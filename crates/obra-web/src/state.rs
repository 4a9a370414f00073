use std::sync::Arc;
use std::time::Instant;

use obra_auth::{Catalog, RouteMap};
use obra_core::config::GateSettings;

pub struct AppState {
    pub settings: GateSettings,
    pub routes: RouteMap,
    pub catalog: Arc<Catalog>,
    pub started_at: Instant,
}

impl AppState {
    /// State over the built-in catalog and route map.
    pub fn new(settings: GateSettings) -> Self {
        Self {
            settings,
            routes: RouteMap::builtin(),
            catalog: Arc::new(Catalog::builtin()),
            started_at: Instant::now(),
        }
    }
}
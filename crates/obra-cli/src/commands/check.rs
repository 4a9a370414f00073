use anyhow::Result;
use std::path::Path;

use obra_auth::gate::{GateRequest, evaluate};
use obra_auth::{Catalog, RouteMap, normalize_path};
use obra_core::config::ObraConfig;
use obra_core::error::ObraError;

/// Evaluate one gate decision without a server, printing how the path
/// normalizes and which permission it requires.
pub fn run(
    base_dir: &Path,
    path: &str,
    ids: &[u32],
    no_access_token: bool,
    no_refresh_token: bool,
) -> Result<()> {
    let config_path = ObraConfig::default_path(base_dir);
    let config = match ObraConfig::load(&config_path) {
        Ok(config) => config,
        Err(ObraError::ConfigNotFound(_)) => ObraConfig::default(),
        Err(e) => return Err(e.into()),
    };

    let catalog = Catalog::builtin();
    let map = RouteMap::builtin();
    map.validate(&catalog)?;

    let permissions_cookie = serde_json::to_string(ids)?;
    let request = GateRequest {
        path,
        access_token: (!no_access_token).then_some("token"),
        refresh_token: (!no_refresh_token).then_some("token"),
        permissions_cookie: Some(permissions_cookie.as_str()),
    };

    let normalized = normalize_path(path);
    let required = map.required_permission(&normalized);
    let decision = evaluate(&config.gate, &map, &request);

    println!("Path:        {path}");
    println!("Normalized:  {normalized}");
    match required {
        Some(id) => {
            let label = catalog
                .def_for(id)
                .map(|(_, _, def)| def.label.as_str())
                .unwrap_or("?");
            println!("Requires:    {} ({label})", id.0);
        }
        None => println!("Requires:    (no entry)"),
    }
    println!("Decision:    {decision}");

    Ok(())
}
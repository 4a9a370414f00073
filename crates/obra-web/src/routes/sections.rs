use axum::Json;
use axum::Router;
use axum::http::Uri;
use axum::routing::get;

/// Stand-in bodies for the gated sections and the auth pages. The platform
/// frontend serves the real content; these exist so the gate has something
/// to forward to when the server runs standalone.
pub fn router() -> Router {
    Router::new()
        .route("/auth/login", get(login))
        .route("/401", get(unauthorized))
        .route("/dashboard", get(section))
        .route("/dashboard/{*rest}", get(section))
        .route("/oficina", get(section))
        .route("/oficina/{*rest}", get(section))
        .route("/proyectos", get(section))
        .route("/proyectos/{*rest}", get(section))
        .route("/maquinaria", get(section))
        .route("/maquinaria/{*rest}", get(section))
}

async fn section(uri: Uri) -> Json<serde_json::Value> {
    Json(serde_json::json!({ "section": uri.path() }))
}

async fn login() -> Json<serde_json::Value> {
    Json(serde_json::json!({ "page": "login" }))
}

async fn unauthorized() -> Json<serde_json::Value> {
    Json(serde_json::json!({ "page": "unauthorized" }))
}
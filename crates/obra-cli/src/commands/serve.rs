use anyhow::Result;
use std::path::Path;

use obra_core::config::ObraConfig;

pub async fn run(base_dir: &Path) -> Result<()> {
    let config_path = ObraConfig::default_path(base_dir);
    let config = ObraConfig::load(&config_path)?;

    obra_web::start_web_server(config).await
}
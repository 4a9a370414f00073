use anyhow::Result;

use obra_auth::Catalog;
use obra_core::filter::TextSearch;

struct Row {
    module: String,
    subgroup: String,
    id: u32,
    label: String,
    description: String,
}

pub fn run(filter: Option<&str>) -> Result<()> {
    let catalog = Catalog::builtin();
    catalog.validate()?;

    let rows: Vec<Row> = catalog
        .iter()
        .map(|(module, subgroup, def)| Row {
            module: module.to_string(),
            subgroup: subgroup.to_string(),
            id: def.id.0,
            label: def.label.clone(),
            description: def.description.clone(),
        })
        .collect();

    let search = TextSearch::new()
        .field(|r: &Row| r.module.clone())
        .field(|r: &Row| r.subgroup.clone())
        .field(|r: &Row| r.label.clone())
        .field(|r: &Row| r.description.clone());

    let visible: Vec<&Row> = match filter {
        Some(query) => search.apply(&rows, query),
        None => rows.iter().collect(),
    };

    if visible.is_empty() {
        println!("No permissions match.");
        return Ok(());
    }

    let mut last_module = "";
    let mut last_subgroup = "";
    for row in &visible {
        if row.module != last_module {
            println!("{}", row.module);
            last_module = &row.module;
            last_subgroup = "";
        }
        if row.subgroup != last_subgroup {
            println!("  {}", row.subgroup);
            last_subgroup = &row.subgroup;
        }
        println!("    {:>3}  {:<28} {}", row.id, row.label, row.description);
    }

    Ok(())
}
= = = = = = =
== WHAT YOU HAVE TO DO ==
Return only the number of lines in the records above that include the string "builtin".

== OUTPUT ==
5